Source records Block Start

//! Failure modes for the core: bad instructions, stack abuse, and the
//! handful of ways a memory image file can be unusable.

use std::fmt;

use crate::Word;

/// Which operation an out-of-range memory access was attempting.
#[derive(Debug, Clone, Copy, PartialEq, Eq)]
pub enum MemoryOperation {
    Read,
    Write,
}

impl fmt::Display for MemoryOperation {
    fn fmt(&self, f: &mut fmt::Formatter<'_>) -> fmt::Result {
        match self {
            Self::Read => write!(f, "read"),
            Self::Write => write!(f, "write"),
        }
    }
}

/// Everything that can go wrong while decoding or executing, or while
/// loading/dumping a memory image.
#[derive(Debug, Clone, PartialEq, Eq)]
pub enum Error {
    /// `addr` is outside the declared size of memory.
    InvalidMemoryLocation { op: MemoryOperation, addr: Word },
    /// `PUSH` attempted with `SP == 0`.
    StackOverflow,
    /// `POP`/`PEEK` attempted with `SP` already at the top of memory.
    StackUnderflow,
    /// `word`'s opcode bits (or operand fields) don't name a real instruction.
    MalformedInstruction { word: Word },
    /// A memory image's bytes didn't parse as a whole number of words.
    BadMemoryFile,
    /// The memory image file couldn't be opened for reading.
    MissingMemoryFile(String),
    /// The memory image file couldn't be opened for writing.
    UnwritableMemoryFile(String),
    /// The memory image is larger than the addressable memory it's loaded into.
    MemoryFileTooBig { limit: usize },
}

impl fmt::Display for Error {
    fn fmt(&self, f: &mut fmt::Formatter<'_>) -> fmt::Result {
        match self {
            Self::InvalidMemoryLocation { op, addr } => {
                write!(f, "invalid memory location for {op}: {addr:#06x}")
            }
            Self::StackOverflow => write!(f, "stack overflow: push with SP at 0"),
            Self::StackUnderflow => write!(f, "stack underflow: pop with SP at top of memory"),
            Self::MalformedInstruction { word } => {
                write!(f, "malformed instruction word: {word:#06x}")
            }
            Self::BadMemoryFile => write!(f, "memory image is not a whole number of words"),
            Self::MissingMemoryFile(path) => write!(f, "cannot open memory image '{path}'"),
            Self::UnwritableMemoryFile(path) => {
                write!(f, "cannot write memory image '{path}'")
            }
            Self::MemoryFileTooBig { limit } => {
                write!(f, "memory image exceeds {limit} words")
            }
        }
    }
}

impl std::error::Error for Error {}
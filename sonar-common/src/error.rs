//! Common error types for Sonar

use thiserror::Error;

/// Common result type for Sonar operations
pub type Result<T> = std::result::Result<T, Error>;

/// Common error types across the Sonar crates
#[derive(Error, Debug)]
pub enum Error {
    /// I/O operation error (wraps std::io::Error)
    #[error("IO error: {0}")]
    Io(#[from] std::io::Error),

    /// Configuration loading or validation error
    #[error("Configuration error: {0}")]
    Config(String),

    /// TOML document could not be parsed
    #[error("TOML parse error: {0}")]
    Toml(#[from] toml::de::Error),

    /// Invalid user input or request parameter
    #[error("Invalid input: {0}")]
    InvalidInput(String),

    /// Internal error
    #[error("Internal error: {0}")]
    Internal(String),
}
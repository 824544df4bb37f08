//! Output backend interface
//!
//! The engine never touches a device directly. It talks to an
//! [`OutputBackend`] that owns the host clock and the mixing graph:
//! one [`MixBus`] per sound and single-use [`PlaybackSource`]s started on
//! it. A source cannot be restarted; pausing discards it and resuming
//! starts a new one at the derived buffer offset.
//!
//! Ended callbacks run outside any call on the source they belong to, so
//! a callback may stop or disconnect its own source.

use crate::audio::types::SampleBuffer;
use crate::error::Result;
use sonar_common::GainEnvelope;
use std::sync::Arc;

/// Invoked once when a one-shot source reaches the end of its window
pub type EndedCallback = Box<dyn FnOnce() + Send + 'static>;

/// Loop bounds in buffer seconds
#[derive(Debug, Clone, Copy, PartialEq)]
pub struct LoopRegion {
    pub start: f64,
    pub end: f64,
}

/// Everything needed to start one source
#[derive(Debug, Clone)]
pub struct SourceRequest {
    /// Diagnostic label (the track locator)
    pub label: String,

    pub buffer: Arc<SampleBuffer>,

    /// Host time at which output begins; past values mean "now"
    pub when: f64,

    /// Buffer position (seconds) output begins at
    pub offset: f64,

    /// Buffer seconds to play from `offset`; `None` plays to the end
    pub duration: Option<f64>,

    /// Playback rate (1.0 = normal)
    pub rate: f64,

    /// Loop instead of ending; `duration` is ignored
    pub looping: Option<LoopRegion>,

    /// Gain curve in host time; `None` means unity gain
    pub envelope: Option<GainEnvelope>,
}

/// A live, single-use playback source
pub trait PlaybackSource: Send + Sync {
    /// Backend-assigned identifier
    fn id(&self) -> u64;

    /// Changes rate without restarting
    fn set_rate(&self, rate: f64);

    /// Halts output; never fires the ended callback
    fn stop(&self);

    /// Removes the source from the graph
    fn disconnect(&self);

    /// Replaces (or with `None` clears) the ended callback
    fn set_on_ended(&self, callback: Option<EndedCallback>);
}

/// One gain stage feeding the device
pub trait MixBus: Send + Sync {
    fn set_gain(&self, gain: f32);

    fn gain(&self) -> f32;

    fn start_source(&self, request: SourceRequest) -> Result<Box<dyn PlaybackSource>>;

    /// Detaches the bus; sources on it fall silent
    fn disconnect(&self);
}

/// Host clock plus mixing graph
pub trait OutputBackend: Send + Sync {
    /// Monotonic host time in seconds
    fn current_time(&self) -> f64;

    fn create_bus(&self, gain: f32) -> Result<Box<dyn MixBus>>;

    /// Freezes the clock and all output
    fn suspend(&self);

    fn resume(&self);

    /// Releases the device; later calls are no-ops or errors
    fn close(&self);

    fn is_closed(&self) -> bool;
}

Source records Block End

Problem requirements> Retype the entire listing exactly.

Written solution>
//! Failure modes for the core: bad instructions, stack abuse, and the
//! handful of ways a memory image file can be unusable.

use std::fmt;

use crate::Word;

/// Which operation an out-of-range memory access was attempting.
#[derive(Debug, Clone, Copy, PartialEq, Eq)]
pub enum MemoryOperation {
    Read,
    Write,
}

impl fmt::Display for MemoryOperation {
    fn fmt(&self, f: &mut fmt::Formatter<'_>) -> fmt::Result {
        match self {
            Self::Read => write!(f, "read"),
            Self::Write => write!(f, "write"),
        }
    }
}

/// Everything that can go wrong while decoding or executing, or while
/// loading/dumping a memory image.
#[derive(Debug, Clone, PartialEq, Eq)]
pub enum Error {
    /// `addr` is outside the declared size of memory.
    InvalidMemoryLocation { op: MemoryOperation, addr: Word },
    /// `PUSH` attempted with `SP == 0`.
    StackOverflow,
    /// `POP`/`PEEK` attempted with `SP` already at the top of memory.
    StackUnderflow,
    /// `word`'s opcode bits (or operand fields) don't name a real instruction.
    MalformedInstruction { word: Word },
    /// A memory image's bytes didn't parse as a whole number of words.
    BadMemoryFile,
    /// The memory image file couldn't be opened for reading.
    MissingMemoryFile(String),
    /// The memory image file couldn't be opened for writing.
    UnwritableMemoryFile(String),
    /// The memory image is larger than the addressable memory it's loaded into.
    MemoryFileTooBig { limit: usize },
}

impl fmt::Display for Error {
    fn fmt(&self, f: &mut fmt::Formatter<'_>) -> fmt::Result {
        match self {
            Self::InvalidMemoryLocation { op, addr } => {
                write!(f, "invalid memory location for {op}: {addr:#06x}")
            }
            Self::StackOverflow => write!(f, "stack overflow: push with SP at 0"),
            Self::StackUnderflow => write!(f, "stack underflow: pop with SP at top of memory"),
            Self::MalformedInstruction { word } => {
                write!(f, "malformed instruction word: {word:#06x}")
            }
            Self::BadMemoryFile => write!(f, "memory image is not a whole number of words"),
            Self::MissingMemoryFile(path) => write!(f, "cannot open memory image '{path}'"),
            Self::UnwritableMemoryFile(path) => {
                write!(f, "cannot write memory image '{path}'")
            }
            Self::MemoryFileTooBig { limit } => {
                write!(f, "memory image exceeds {limit} words")
            }
        }
    }
}

impl std::error::Error for Error {}
filename sonar-common/src/error.rs
//! Common error types for Sonar

use thiserror::Error;

/// Common result type for Sonar operations
pub type Result<T> = std::result::Result<T, Error>;

/// Common error types across the Sonar crates
#[derive(Error, Debug)]
pub enum Error {
    /// I/O operation error (wraps std::io::Error)
    #[error("IO error: {0}")]
    Io(#[from] std::io::Error),

    /// Configuration loading or validation error
    #[error("Configuration error: {0}")]
    Config(String),

    /// TOML document could not be parsed
    #[error("TOML parse error: {0}")]
    Toml(#[from] toml::de::Error),

    /// Invalid user input or request parameter
    #[error("Invalid input: {0}")]
    InvalidInput(String),

    /// Internal error
    #[error("Internal error: {0}")]
    Internal(String),
}
repository 824544df4bb37f08
//! Output backend interface
//!
//! The engine never touches a device directly. It talks to an
//! [`OutputBackend`] that owns the host clock and the mixing graph:
//! one [`MixBus`] per sound and single-use [`PlaybackSource`]s started on
//! it. A source cannot be restarted; pausing discards it and resuming
//! starts a new one at the derived buffer offset.
//!
//! Ended callbacks run outside any call on the source they belong to, so
//! a callback may stop or disconnect its own source.

use crate::audio::types::SampleBuffer;
use crate::error::Result;
use sonar_common::GainEnvelope;
use std::sync::Arc;

/// Invoked once when a one-shot source reaches the end of its window
pub type EndedCallback = Box<dyn FnOnce() + Send + 'static>;

/// Loop bounds in buffer seconds
#[derive(Debug, Clone, Copy, PartialEq)]
pub struct LoopRegion {
    pub start: f64,
    pub end: f64,
}

/// Everything needed to start one source
#[derive(Debug, Clone)]
pub struct SourceRequest {
    /// Diagnostic label (the track locator)
    pub label: String,

    pub buffer: Arc<SampleBuffer>,

    /// Host time at which output begins; past values mean "now"
    pub when: f64,

    /// Buffer position (seconds) output begins at
    pub offset: f64,

    /// Buffer seconds to play from `offset`; `None` plays to the end
    pub duration: Option<f64>,

    /// Playback rate (1.0 = normal)
    pub rate: f64,

    /// Loop instead of ending; `duration` is ignored
    pub looping: Option<LoopRegion>,

    /// Gain curve in host time; `None` means unity gain
    pub envelope: Option<GainEnvelope>,
}

/// A live, single-use playback source
pub trait PlaybackSource: Send + Sync {
    /// Backend-assigned identifier
    fn id(&self) -> u64;

    /// Changes rate without restarting
    fn set_rate(&self, rate: f64);

    /// Halts output; never fires the ended callback
    fn stop(&self);

    /// Removes the source from the graph
    fn disconnect(&self);

    /// Replaces (or with `None` clears) the ended callback
    fn set_on_ended(&self, callback: Option<EndedCallback>);
}

/// One gain stage feeding the device
pub trait MixBus: Send + Sync {
    fn set_gain(&self, gain: f32);

    fn gain(&self) -> f32;

    fn start_source(&self, request: SourceRequest) -> Result<Box<dyn PlaybackSource>>;

    /// Detaches the bus; sources on it fall silent
    fn disconnect(&self);
}

/// Host clock plus mixing graph
pub trait OutputBackend: Send + Sync {
    /// Monotonic host time in seconds
    fn current_time(&self) -> f64;

    fn create_bus(&self, gain: f32) -> Result<Box<dyn MixBus>>;

    /// Freezes the clock and all output
    fn suspend(&self);

    fn resume(&self);

    /// Releases the device; later calls are no-ops or errors
    fn close(&self);

    fn is_closed(&self) -> bool;
}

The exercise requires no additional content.